-- Assignment --
Repeat the entries below exactly, missing none.

-- Stored data --
-- -- --

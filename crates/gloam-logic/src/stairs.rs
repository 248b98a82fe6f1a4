//! Stair region mapping from floor position to climb height.
//!
//! The hall staircase is not geometry the walker collides with; it is a
//! rectangular region along one wall where z-position maps linearly to a
//! camera climb offset. Reaching the top of the run counts as arriving at
//! the landing above.

use serde::{Deserialize, Serialize};

/// One straight stair run along a side wall.
#[derive(Debug, Clone, Copy, PartialEq, Serialize, Deserialize)]
pub struct StairRun {
    /// Region begins where x exceeds this.
    pub side_x: f32,
    /// Region near edge (larger z).
    pub z_enter: f32,
    /// Region far edge (smaller z).
    pub z_exit: f32,
    /// Climb begins once z passes this.
    pub z_start: f32,
    /// Climb completes at this z.
    pub z_top: f32,
    /// Total height gained over the run.
    pub rise: f32,
    /// Progress beyond this counts as the summit.
    pub summit: f32,
}

impl StairRun {
    pub fn contains(&self, x: f32, z: f32) -> bool {
        x > self.side_x && z < self.z_enter && z > self.z_exit
    }

    /// Climb fraction in [0, 1] for a z inside the run.
    pub fn progress(&self, z: f32) -> f32 {
        if z >= self.z_start {
            return 0.0;
        }
        ((self.z_start - z) / (self.z_start - self.z_top)).clamp(0.0, 1.0)
    }

    /// Camera height offset for a walk position; zero outside the region.
    pub fn climb_offset(&self, x: f32, z: f32) -> f32 {
        if self.contains(x, z) {
            self.progress(z) * self.rise
        } else {
            0.0
        }
    }

    /// True at the top of the run, where the landing takes over.
    pub fn at_summit(&self, x: f32, z: f32) -> bool {
        self.contains(x, z) && self.progress(z) > self.summit
    }
}

#[cfg(test)]
mod tests {
    use super::*;

    fn hall_stairs() -> StairRun {
        StairRun {
            side_x: 5.0 - 2.8,
            z_enter: 2.0,
            z_exit: -5.8,
            z_start: 1.8,
            z_top: -5.4,
            rise: 3.15,
            summit: 0.96,
        }
    }

    #[test]
    fn test_outside_region_has_no_climb() {
        let run = hall_stairs();
        assert_eq!(run.climb_offset(0.0, 0.0), 0.0);
        assert_eq!(run.climb_offset(4.0, 3.0), 0.0);
    }

    #[test]
    fn test_progress_maps_linearly() {
        let run = hall_stairs();
        assert_eq!(run.progress(1.8), 0.0);
        assert!((run.progress(-5.4) - 1.0).abs() < 1e-6);
        let mid = run.progress((1.8 + -5.4) / 2.0);
        assert!((mid - 0.5).abs() < 1e-5);
    }

    #[test]
    fn test_climb_offset_scales_rise() {
        let run = hall_stairs();
        let offset = run.climb_offset(4.0, -5.4);
        assert!((offset - 3.15).abs() < 1e-4);
    }

    #[test]
    fn test_summit_requires_near_full_progress() {
        let run = hall_stairs();
        assert!(!run.at_summit(4.0, -4.0));
        assert!(run.at_summit(4.0, -5.35));
    }

    #[test]
    fn test_progress_clamped_past_top() {
        let run = hall_stairs();
        assert!((run.progress(-40.0) - 1.0).abs() < 1e-6);
    }
}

-- -- --

-- Solution for this exercise --
filename crates/gloam-logic/src/stairs.rs
repository 248b98a82fe6f1a4
//! Stair region mapping from floor position to climb height.
//!
//! The hall staircase is not geometry the walker collides with; it is a
//! rectangular region along one wall where z-position maps linearly to a
//! camera climb offset. Reaching the top of the run counts as arriving at
//! the landing above.

use serde::{Deserialize, Serialize};

/// One straight stair run along a side wall.
#[derive(Debug, Clone, Copy, PartialEq, Serialize, Deserialize)]
pub struct StairRun {
    /// Region begins where x exceeds this.
    pub side_x: f32,
    /// Region near edge (larger z).
    pub z_enter: f32,
    /// Region far edge (smaller z).
    pub z_exit: f32,
    /// Climb begins once z passes this.
    pub z_start: f32,
    /// Climb completes at this z.
    pub z_top: f32,
    /// Total height gained over the run.
    pub rise: f32,
    /// Progress beyond this counts as the summit.
    pub summit: f32,
}

impl StairRun {
    pub fn contains(&self, x: f32, z: f32) -> bool {
        x > self.side_x && z < self.z_enter && z > self.z_exit
    }

    /// Climb fraction in [0, 1] for a z inside the run.
    pub fn progress(&self, z: f32) -> f32 {
        if z >= self.z_start {
            return 0.0;
        }
        ((self.z_start - z) / (self.z_start - self.z_top)).clamp(0.0, 1.0)
    }

    /// Camera height offset for a walk position; zero outside the region.
    pub fn climb_offset(&self, x: f32, z: f32) -> f32 {
        if self.contains(x, z) {
            self.progress(z) * self.rise
        } else {
            0.0
        }
    }

    /// True at the top of the run, where the landing takes over.
    pub fn at_summit(&self, x: f32, z: f32) -> bool {
        self.contains(x, z) && self.progress(z) > self.summit
    }
}

#[cfg(test)]
mod tests {
    use super::*;

    fn hall_stairs() -> StairRun {
        StairRun {
            side_x: 5.0 - 2.8,
            z_enter: 2.0,
            z_exit: -5.8,
            z_start: 1.8,
            z_top: -5.4,
            rise: 3.15,
            summit: 0.96,
        }
    }

    #[test]
    fn test_outside_region_has_no_climb() {
        let run = hall_stairs();
        assert_eq!(run.climb_offset(0.0, 0.0), 0.0);
        assert_eq!(run.climb_offset(4.0, 3.0), 0.0);
    }

    #[test]
    fn test_progress_maps_linearly() {
        let run = hall_stairs();
        assert_eq!(run.progress(1.8), 0.0);
        assert!((run.progress(-5.4) - 1.0).abs() < 1e-6);
        let mid = run.progress((1.8 + -5.4) / 2.0);
        assert!((mid - 0.5).abs() < 1e-5);
    }

    #[test]
    fn test_climb_offset_scales_rise() {
        let run = hall_stairs();
        let offset = run.climb_offset(4.0, -5.4);
        assert!((offset - 3.15).abs() < 1e-4);
    }

    #[test]
    fn test_summit_requires_near_full_progress() {
        let run = hall_stairs();
        assert!(!run.at_summit(4.0, -4.0));
        assert!(run.at_summit(4.0, -5.35));
    }

    #[test]
    fn test_progress_clamped_past_top() {
        let run = hall_stairs();
        assert!((run.progress(-40.0) - 1.0).abs() < 1e-6);
    }
}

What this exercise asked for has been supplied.